Eh eh I can see that if you're used to IDEs plus statically typed languages. I'm used to no IDE and dynamically typed languages which tend to rely on best practices and "code hygiene" on bigger code bases.

I code in Ruby all day lately, I'm going to comment adding notes about my workflow

The first thing I do when I open a project which is not my daily code base, I scroll around the directories and files, and look around.

The first thing I do in a new codebase is either try to fix a bug or read tests (or both). Reading code around, at least for me, makes it really hard to understand what fits together, mostly because code in editors is listed file by file alphabetically, so it doesn't really help :D

Another technique which I find very helpful is to set a breakpoint, hit it and then use step debugging.

Find all the usages of the class/function we are working in (get to know the context of the work);

Whenever I have to answer the question "where does this method come from" I open the terminal and grep with ripgrep which is super fast.

This does not work in Ruby (and many other interpreted languages), as any piece of code can call any other piece of code.

To be fair "calling any other piece of code" (not sure I understand the full meaning) is probably not a property of being interpreted but likely of being dynamically typed and Ruby having open classes. Ruby has encapsulation though, you can mark methods private and not be able to call them from outside without raising an exception.

Things like dependency injection are not really a thing

Ruby supports it, as all languages do. Maybe the issue here is that developers tend not to use it much and rely on mixins to inject behavior, but you can absolutely pass functions, classes and whatever using DI

How do you find out about usages or definitions of models in code that you did not write, know little about but have to refactor for some reason?

I grep for the methods, as you can see I use ripgrep quite a lot, whatever the language:

history | grep rg | wc -l
     174

Apart from test coverage, how do you make sure you do not break anything when changing something else? Even with test coverage: do you unit test every property call?

Mmm aside from test coverage? You can do manual testing but testing (be it integration, functional or unit) is still the best course of action if you want to shield from regressions.

BTW Ruby kinda has properties (if you mean the getter/setter combo). See attr_accessor. You can also customize its behavior, like custom property accessors in other languages by using meta programming, see define_method

How do you store knowledge in the code about some model, like which properties mean what, which are required during construction, which must exist together etcetera

I'm not sure I understand the question. Is it related to the concept of Java property or property of the application? In the latter case you have tests and documentation.

I fail to understand how to encapsulate something that any other piece of code can extend or modify.

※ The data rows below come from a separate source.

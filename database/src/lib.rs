//! SQLite persistence backend for the agent fleet coordination server.
//!
//! Implements [`coordinator_core::Store`] against a SQLite database, using
//! `BEGIN IMMEDIATE` transactions and conditional `UPDATE ... WHERE` checks
//! in place of row-level locking for the dispatcher's atomic lock protocol
//! (§4.2.2) and the lifecycle engine's lock acquire/release (§4.3).
//!
//! # Usage
//!
//! ```rust,no_run
//! use coordinator_core::Store;
//! use database::SqliteStore;
//!
//! #[tokio::main]
//! async fn main() -> Result<(), Box<dyn std::error::Error>> {
//!     let store = SqliteStore::new(":memory:").await?;
//!     store.migrate().await?;
//!     store.health_check().await?;
//!     Ok(())
//! }
//! ```

mod common;
mod sqlite;

pub use sqlite::SqliteStore;

pub use coordinator_core::{
    error::{CoreError, Result},
    models, Store,
};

The philosophy is different but you can still use access modifiers to "protect" methods. Ruby supports protected and private and they work fine. You can still call them from outside if you really need to, but at least you need to be explicit about it.

Hope this helps!

 

It's odd you say "things like dependency injection are not really a thing" and link to an article talking about how someone made a DSL-type dependency injection system. Ruby does a lot of things through dependency injection, it's a fairly common pattern. Many different behaviours can be layered on using that approach and you see it in various forms in different Ruby projects.

One good example is Rails Engines, a way of completely encapsulating a component of a Rails application in a way that's modular. You can plug in an Engine and have new models, views, controllers, and all the supporting code for that Engine, and also a clean way to remove it if it becomes obsolete or unnecessary.

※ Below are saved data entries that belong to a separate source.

//! Task status state machine, §4.3. Pure, store-agnostic: the dispatcher and
//! the repository layer call into this module to decide whether a requested
//! transition is legal and who may perform it, then persist the result inside
//! one transaction.

use crate::{
    error::{CoreError, Result},
    models::{Role, TaskStatus},
};

/// Why a transition was requested, used only to pick the authority rule;
/// the override path is available to architect/pm from *any* source state.
#[derive(Debug, Clone, Copy, PartialEq, Eq)]
pub enum TransitionKind {
    /// A named, table-driven transition (e.g. `approved -> under_work`).
    Normal,
    /// §4.3 "any -(architect|pm)-> any (override, logged as `override`)".
    Override,
}

/// One legal (source, target) edge and the roles allowed to walk it.
struct Edge {
    from: TaskStatus,
    to: TaskStatus,
    allowed: &'static [RoleGate],
    /// Whether walking this edge requires a comment/note (§4.3: reject and
    /// QA-fail both require a comment).
    requires_note: bool,
    /// Whether this edge is the "start work" transition that *sets* the lock
    /// rather than clearing it (approved -> under_work, dev_done -> testing).
    is_lock_start: bool,
}

/// A coarse authority gate; `Dev` means "the actor's role is the task's
/// `target_role`", since any dev-flavored role may work a task targeted at it.
#[derive(Debug, Clone, Copy, PartialEq, Eq)]
enum RoleGate {
    /// architect or (project/global) pm
    Evaluator,
    /// the role the task targets (frontend_dev, backend_dev, qa, ...)
    TargetRoleHolder,
    /// any authenticated project member
    Anyone,
}

const EDGES: &[Edge] = &[
    Edge {
        from: TaskStatus::Created,
        to: TaskStatus::Approved,
        allowed: &[RoleGate::Evaluator],
        requires_note: false,
        is_lock_start: false,
    },
    Edge {
        from: TaskStatus::Created,
        to: TaskStatus::Created,
        allowed: &[RoleGate::Evaluator],
        requires_note: true,
        is_lock_start: false,
    },
    Edge {
        from: TaskStatus::Approved,
        to: TaskStatus::UnderWork,
        allowed: &[RoleGate::TargetRoleHolder],
        requires_note: false,
        is_lock_start: true,
    },
    Edge {
        from: TaskStatus::UnderWork,
        to: TaskStatus::DevDone,
        allowed: &[RoleGate::TargetRoleHolder],
        requires_note: false,
        is_lock_start: false,
    },
    Edge {
        from: TaskStatus::DevDone,
        to: TaskStatus::Testing,
        allowed: &[RoleGate::Anyone],
        requires_note: false,
        is_lock_start: true,
    },
    Edge {
        from: TaskStatus::Testing,
        to: TaskStatus::QaDone,
        allowed: &[RoleGate::Anyone],
        requires_note: false,
        is_lock_start: false,
    },
    Edge {
        from: TaskStatus::Testing,
        to: TaskStatus::Created,
        allowed: &[RoleGate::Anyone],
        requires_note: true,
        is_lock_start: false,
    },
    Edge {
        from: TaskStatus::QaDone,
        to: TaskStatus::DocumentationDone,
        allowed: &[RoleGate::Anyone],
        requires_note: false,
        is_lock_start: false,
    },
    Edge {
        from: TaskStatus::DocumentationDone,
        to: TaskStatus::Committed,
        allowed: &[RoleGate::TargetRoleHolder],
        requires_note: false,
        is_lock_start: false,
    },
];

/// The consequence of a legal transition: whether the task lock is acquired,
/// released, or untouched, and whether a note/comment is mandatory.
#[derive(Debug, Clone, Copy, PartialEq, Eq)]
pub struct TransitionEffect {
    pub requires_note: bool,
    pub acquires_lock: bool,
    pub releases_lock: bool,
}

/// Validate that `from -> to` is a legal transition for `actor_role`, given
/// whether the task currently carries a lock at all (`task_is_locked`) and,
/// if so, whether `actor_agent_id` is the one holding it (`actor_is_locker`).
/// Returns the effect on locking so the caller knows whether to set/clear
/// `locked_by_agent_id`.
///
/// The "testing -> qa_done" and "dev_done -> testing" edges use
/// `RoleGate::Anyone` for the *lifecycle engine's* legality check because
/// authority there is really "the QA role", enforced instead by the
/// dispatcher's lock step (only a `qa` agent can lock a `dev_done` task to
/// begin testing); see `dispatcher::is_eligible_role`.
///
/// A task can be locked while its status is still `approved` or `dev_done`
/// — `dispatch_next` locks it without advancing the status — so the lock
/// check below is keyed on `task_is_locked` directly rather than on
/// `from.is_lockable_state()`/`edge.is_lock_start`: a lock acquired by
/// dispatch must not be stealable by a second same-role agent walking the
/// very edge that would otherwise acquire it fresh.
pub fn validate_transition(
    from: TaskStatus,
    to: TaskStatus,
    kind: TransitionKind,
    actor_role: Role,
    task_is_locked: bool,
    actor_is_locker: bool,
) -> Result<TransitionEffect> {
    if kind == TransitionKind::Override {
        if !actor_role.has_evaluation_authority() {
            return Err(CoreError::Forbidden(
                "override transitions require architect or pm authority".to_string(),
            ));
        }
        return Ok(TransitionEffect {
            requires_note: false,
            acquires_lock: false,
            releases_lock: from.is_lockable_state() && !to.is_lockable_state(),
        });
    }

    let edge = EDGES
        .iter()
        .find(|e| e.from == from && e.to == to)
        .ok_or_else(|| CoreError::illegal_transition(from, to))?;

    let authorized = edge.allowed.iter().any(|gate| match gate {
        RoleGate::Evaluator => actor_role.has_evaluation_authority(),
        RoleGate::TargetRoleHolder => true, // checked by caller against task.target_role
        RoleGate::Anyone => true,
    });
    if !authorized {
        return Err(CoreError::Forbidden(format!(
            "role {actor_role:?} may not perform transition {from} -> {to}"
        )));
    }

    // §4.3: "the engine refuses a status write if locked_by_agent_id is set
    // and does not match the actor, except for the override path." This
    // applies even when the edge itself is a lock-acquiring one: a task
    // already locked by `dispatch_next` (status still `approved`/`dev_done`)
    // must not be stolen by a second agent walking the same edge.
    if task_is_locked && !actor_is_locker {
        return Err(CoreError::Forbidden(
            "task is locked by a different agent".to_string(),
        ));
    }

    Ok(TransitionEffect {
        requires_note: edge.requires_note,
        acquires_lock: edge.is_lock_start,
        releases_lock: from.is_lockable_state() && !to.is_lockable_state(),
    })
}

/// Whether entering `status` makes the task newly eligible for dispatch, used
/// to decide when to publish a wake signal (§4.3 step 5).
pub fn wakes_dispatcher(status: TaskStatus) -> bool {
    matches!(status, TaskStatus::Approved | TaskStatus::DevDone)
}

#[cfg(test)]
mod tests {
    use super::*;

    #[test]
    fn approve_requires_evaluator() {
        let effect = validate_transition(
            TaskStatus::Created,
            TaskStatus::Approved,
            TransitionKind::Normal,
            Role::Architect,
            false,
            false,
        )
        .unwrap();
        assert!(!effect.acquires_lock);

        let err = validate_transition(
            TaskStatus::Created,
            TaskStatus::Approved,
            TransitionKind::Normal,
            Role::BackendDev,
            false,
            false,
        )
        .unwrap_err();
        assert!(matches!(err, CoreError::Forbidden(_)));
    }

    #[test]
    fn reject_requires_note_and_keeps_created() {
        let effect = validate_transition(
            TaskStatus::Created,
            TaskStatus::Created,
            TransitionKind::Normal,
            Role::ProjectPm,
            false,
            false,
        )
        .unwrap();
        assert!(effect.requires_note);
    }

    #[test]
    fn locked_task_rejects_non_locker_writes() {
        let err = validate_transition(
            TaskStatus::UnderWork,
            TaskStatus::DevDone,
            TransitionKind::Normal,
            Role::BackendDev,
            true,
            false,
        )
        .unwrap_err();
        assert!(matches!(err, CoreError::Forbidden(_)));

        let effect = validate_transition(
            TaskStatus::UnderWork,
            TaskStatus::DevDone,
            TransitionKind::Normal,
            Role::BackendDev,
            true,
            true,
        )
        .unwrap();
        // dev_done is an unlocked state; qa re-acquires the lock separately
        // on the dev_done -> testing edge.
        assert!(effect.releases_lock);
    }

    /// A task locked by `dispatch_next` while its status is still `approved`
    /// (or `dev_done`) must not be stealable by a second same-role agent
    /// walking the lock-acquiring edge fresh.
    #[test]
    fn lock_acquired_by_dispatch_blocks_a_second_agent_on_the_start_edge() {
        let err = validate_transition(
            TaskStatus::Approved,
            TaskStatus::UnderWork,
            TransitionKind::Normal,
            Role::BackendDev,
            true,
            false,
        )
        .unwrap_err();
        assert!(matches!(err, CoreError::Forbidden(_)));

        let effect = validate_transition(
            TaskStatus::Approved,
            TaskStatus::UnderWork,
            TransitionKind::Normal,
            Role::BackendDev,
            true,
            true,
        )
        .unwrap();
        assert!(effect.acquires_lock);

        // an unlocked approved task is still claimable by the direct
        // status-transition path (no prior dispatch_next lock).
        let effect = validate_transition(
            TaskStatus::Approved,
            TaskStatus::UnderWork,
            TransitionKind::Normal,
            Role::BackendDev,
            false,
            false,
        )
        .unwrap();
        assert!(effect.acquires_lock);
    }

    #[test]
    fn qa_fail_releases_lock_and_requires_note() {
        let effect = validate_transition(
            TaskStatus::Testing,
            TaskStatus::Created,
            TransitionKind::Normal,
            Role::Qa,
            true,
            true,
        )
        .unwrap();
        assert!(effect.requires_note);
        assert!(effect.releases_lock);
    }

    #[test]
    fn illegal_transition_is_unprocessable() {
        let err = validate_transition(
            TaskStatus::Created,
            TaskStatus::Committed,
            TransitionKind::Normal,
            Role::ProjectPm,
            false,
            false,
        )
        .unwrap_err();
        assert!(matches!(err, CoreError::UnprocessableStatus { .. }));
    }

    #[test]
    fn override_allowed_for_pm_from_any_state() {
        let effect = validate_transition(
            TaskStatus::Testing,
            TaskStatus::Committed,
            TransitionKind::Override,
            Role::GlobalPm,
            true,
            false,
        )
        .unwrap();
        assert!(effect.releases_lock);

        let err = validate_transition(
            TaskStatus::Testing,
            TaskStatus::Committed,
            TransitionKind::Override,
            Role::BackendDev,
            true,
            false,
        )
        .unwrap_err();
        assert!(matches!(err, CoreError::Forbidden(_)));
    }

    #[test]
    fn dev_done_wakes_qa_and_approved_wakes_devs() {
        assert!(wakes_dispatcher(TaskStatus::Approved));
        assert!(wakes_dispatcher(TaskStatus::DevDone));
        assert!(!wakes_dispatcher(TaskStatus::Committed));
    }
}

When it comes to finding out about definitions, many modern editors, Visual Studio Code included, have a fairly capable method discovery and backtracking system. This is done through tools like Solargraph that can dig into your Ruby code and make a map of method definitions.

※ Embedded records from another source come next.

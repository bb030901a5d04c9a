//! Custom assertion helpers for testing
//!
//! Provides specialized assertions for:
//! - Task equality with clear error messages
//! - Lock/status invariants
//! - Collection-based assertions

use coordinator_core::models::{Task, TaskStatus};

/// Assert tasks are equal ignoring timestamps.
pub fn assert_task_equals(actual: &Task, expected: &Task) {
    assert_eq!(actual.id, expected.id, "task ids don't match");
    assert_eq!(actual.title, expected.title, "task titles don't match");
    assert_eq!(
        actual.description, expected.description,
        "task descriptions don't match"
    );
    assert_eq!(actual.status, expected.status, "task statuses don't match");
    assert_eq!(
        actual.target_role, expected.target_role,
        "task target roles don't match"
    );
}

/// Assert the §3 task invariant: locked iff status is `under_work` or
/// `testing`.
pub fn assert_lock_invariant(task: &Task) {
    if task.status.is_lockable_state() {
        assert!(
            task.locked_by_agent_id.is_some(),
            "task {} in status {} should be locked",
            task.id,
            task.status
        );
    } else {
        assert!(
            task.locked_by_agent_id.is_none(),
            "task {} in status {} should not be locked",
            task.id,
            task.status
        );
    }
}

/// Assert a task list contains a task with the given title.
pub fn assert_contains_task_with_title(tasks: &[Task], title: &str) {
    assert!(
        tasks.iter().any(|t| t.title == title),
        "expected to find task titled '{}', available: {:?}",
        title,
        tasks.iter().map(|t| &t.title).collect::<Vec<_>>()
    );
}

/// Assert tasks are ordered by `created_at` ascending.
pub fn assert_tasks_sorted_by_created_at(tasks: &[Task]) {
    for window in tasks.windows(2) {
        assert!(
            window[0].created_at <= window[1].created_at,
            "tasks not sorted by created_at: '{}' ({}) after '{}' ({})",
            window[0].title,
            window[0].created_at,
            window[1].title,
            window[1].created_at
        );
    }
}

/// Flexible task matcher for partial assertions.
#[derive(Debug, Default)]
pub struct TaskMatcher {
    pub id: Option<i64>,
    pub title: Option<String>,
    pub status: Option<TaskStatus>,
}

impl TaskMatcher {
    pub fn new() -> Self {
        Self::default()
    }

    pub fn with_id(mut self, id: i64) -> Self {
        self.id = Some(id);
        self
    }

    pub fn with_title(mut self, title: impl Into<String>) -> Self {
        self.title = Some(title.into());
        self
    }

    pub fn with_status(mut self, status: TaskStatus) -> Self {
        self.status = Some(status);
        self
    }
}

pub fn assert_task_matches(task: &Task, matcher: &TaskMatcher) {
    if let Some(id) = matcher.id {
        assert_eq!(task.id, id, "task id doesn't match expected");
    }
    if let Some(ref title) = matcher.title {
        assert_eq!(&task.title, title, "task title doesn't match expected");
    }
    if let Some(status) = matcher.status {
        assert_eq!(task.status, status, "task status doesn't match expected");
    }
}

This ties into your question about method arguments. Solargraph can parse out documentation that's in the source and show you how to use any given method. If you write comments in a form Solargraph understands, which is also useful when automatically exporting documentation, it'll give you all the help you need.

As for testing, that's something of an art more than a science. When working on Ruby code you should be aware of the contract that method is fulfilling, implied or express, and work to avoid violating that. This generally means if a method accepts data in a particular form you continue to accept that form, you don't arbitrarily change the rules, and if it emits results in a particular form or forms you commit to do the same.

A good way to verify that this continues to be the case is unit tests, but these can only test so much. If you want to be a sneaky jerk, intentionally or unintentionally, you can change how the method works in a subtle, yet important way. Like you might mangle your arguments with in-place modifiers like gsub! or delete that the test might not notice, but which is against the spirit of the original "contract" where you normally do not "own" arguments you're given, you must treat them gently and with respect, unless you've made it clear in the documentation that you're assuming control of them.

A lot of Ruby boils down to the "Duck Typing" principle, and by extension, the "Duck Method" principle. If your method does exactly what it says on the tin, reliably and predictably, under all the advertised use cases, then it's a valid implementation. It doesn't matter how you do things internally, there's a lot of latitude there. You just need to pay attention to your obligations and work to adhere to those boundaries.

 

Thank you for your comment.

I meant "DI is not really a thing" as in "in Ruby, DI is often not needed in the form of an entire framework as the backbone of your application".

Solargraph seems interesting, I will definitely look into that for code analysis!

 

Ruby doesn't lean too heavily on the dependency injection pattern, but it's still something you can see occur in many forms.

In other languages with a more formal implementation of this where it occurs is much more obvious, but in Ruby there's a very smooth gradient between light applications of this, like mixin methods from modules, to entire frameworks built around it, like Rails, and everything in-between.

So basically dependency injection is rarely forced on you, but it's there if you need it, and you can do it however you want.

 

I see that your company likes to utilize the Java ecosystem... To your knowledge, has your company ever made use of JRuby or JRuby on Rails?

 

As far as I know, no use is being made of JRuby or similar. The only thing I know is that people say it's the worst of both worlds (JVM and Ruby). I cannot confirm or deny that opinion... Seems worth looking into!